New Jersey Leaders Call on Congressional Delegation to Enact Lifesaving Opioid Reform

New Jersey – February 24, 2021 – A coalition of 44 New Jersey healthcare, behavioral health, recovery, harm reduction, criminal justice, and social advocacy organizations and leaders called on members of the New Jersey Congressional delegation today to pass the Mainstreaming Addiction Treatment Act.

In a letter to the delegation, these leaders urged New Jersey’s senators and representatives to prioritize the bill in light of historic overdose deaths across the state. In 2020, New Jersey lost more daughters, sons, mothers, and fathers to drug overdoses in some months than at any time in the state’s history.

The Mainstreaming Addiction Treatment Act is historic, bipartisan legislation that will build universal access to lifesaving treatment for opioid use disorder. The gold standard of care for opioid use disorder is medication that prevents painful withdrawal symptoms like buprenorphine. Buprenorphine is available in generic form. The medication helps secure long-term recovery and cuts the risk of overdose death in half.

New Jersey is recognized as a nationwide leader in expanding access to buprenorphine, which is one the most cost-effective forms of treatment for opioid use disorder. The state has barred insurance companies from requiring prior authorizations for the medication, funded centers of excellence, and authorized all paramedics to provide buprenorphine to people experiencing overdoses.
But despite New Jersey’s commitment to ensuring universal access to buprenorphine, fewer than 4 in 100 doctors, advanced practice registered nurses, and physician assistants across the state are publicly listed as being able to prescribe the medication to patients with opioid use disorder. Under a bureaucratic federal law, medical providers with a controlled medication license can freely prescribe buprenorphine to patients in pain, but to prescribe the same medication to patients with opioid use disorder, they must subject themselves to onerous restrictions that include 8-24 hours of federally mandated training, a 2-3 month registration process with the federal government, and limits on the number of patients they can treat.

The results of this law are tragic: Even though buprenorphine has been FDA-approved for nearly two decades, as few as 1 in 5 Americans with opioid use disorder have received the medication. Women, persons of color, and veterans all lack equal access to buprenorphine due to the structural health disparities caused by the current federal restrictions.

The Mainstreaming Addiction Treatment Act removes these federal restrictions and allows all medical providers with a standard controlled medication license to prescribe buprenorphine for opioid use disorder just as they prescribe medications for other chronic medical conditions. The bill also launches a national education campaign to connect medical providers to publicly available training resources on best practices for treatment substance use disorder.

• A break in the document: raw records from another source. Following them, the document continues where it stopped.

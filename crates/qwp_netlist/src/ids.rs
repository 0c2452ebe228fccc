//! Opaque ID newtypes for netlist entities.
//!
//! [`WireId`] and [`ElementId`] are thin `u32` wrappers used as indices into
//! the netlist's vectors. The [`define_id!`](crate::define_id) macro is
//! exported so that downstream crates can declare their own index types the
//! same way.

/// Declares a `Copy` `u32` newtype with `from_raw`/`as_raw`, `Display`, and
/// serde support. The invoking crate must depend on `serde`.
#[macro_export]
macro_rules! define_id {
    ($(#[$meta:meta])* $name:ident) => {
        $(#[$meta])*
        #[derive(
            Clone, Copy, PartialEq, Eq, PartialOrd, Ord, Hash, Debug,
            serde::Serialize, serde::Deserialize,
        )]
        #[serde(transparent)]
        pub struct $name(u32);

        impl $name {
            /// Creates an ID from a raw `u32` index.
            pub fn from_raw(index: u32) -> Self {
                Self(index)
            }

            /// Returns the raw `u32` index.
            pub fn as_raw(self) -> u32 {
                self.0
            }

            /// Returns the ID as a vector index.
            pub fn index(self) -> usize {
                self.0 as usize
            }
        }

        impl std::fmt::Display for $name {
            fn fmt(&self, f: &mut std::fmt::Formatter<'_>) -> std::fmt::Result {
                write!(f, "{}", self.0)
            }
        }
    };
}

define_id!(
    /// Opaque, copyable ID for a wire in the netlist.
    WireId
);

define_id!(
    /// Opaque, copyable ID for a placeable element in the netlist.
    ElementId
);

“Our laws should encourage participation in treatment, but right now the federal government stands in the way of New Jerseyans accessing treatment. The current federal barriers foster stigma by isolating people with opioid use disorder and the medical providers who care for them,” said Dr. Erin Zerbo, Assistant Professor of Psychiatry at Rutgers University. “This common-sense reform will help ensure every New Jerseyan with opioid use disorder – regardless of their income or racial and ethnic background – has access to treatment that can help them recover.”

“As a mother of a child with opioid use disorder, I know how hard it is to find affordable, high-quality treatment,” stated Tonia Ahern, a government policy and family advocate with the Mental Health Association in New Jersey. “Every week, I work with New Jersey families who drive hours from their homes to find a medical provider who can prescribe this lifesaving treatment. The time has come for the federal government to remove this senseless red tape that is costing countless lives.”

“Buprenorphine is among the safest and most effective medicines I prescribe as a physician,” said Dr. Aakash Shah, an addiction and emergency medicine physician based in the state. “I see the power of this medication daily in helping individuals stabilize so they can earn a living, spend time with their families, and give back to their communities. I’m proud of New Jersey’s leadership in expanding access to buprenorphine. Congress can follow New Jersey’s example in creating equitable access to this lifesaving treatment.”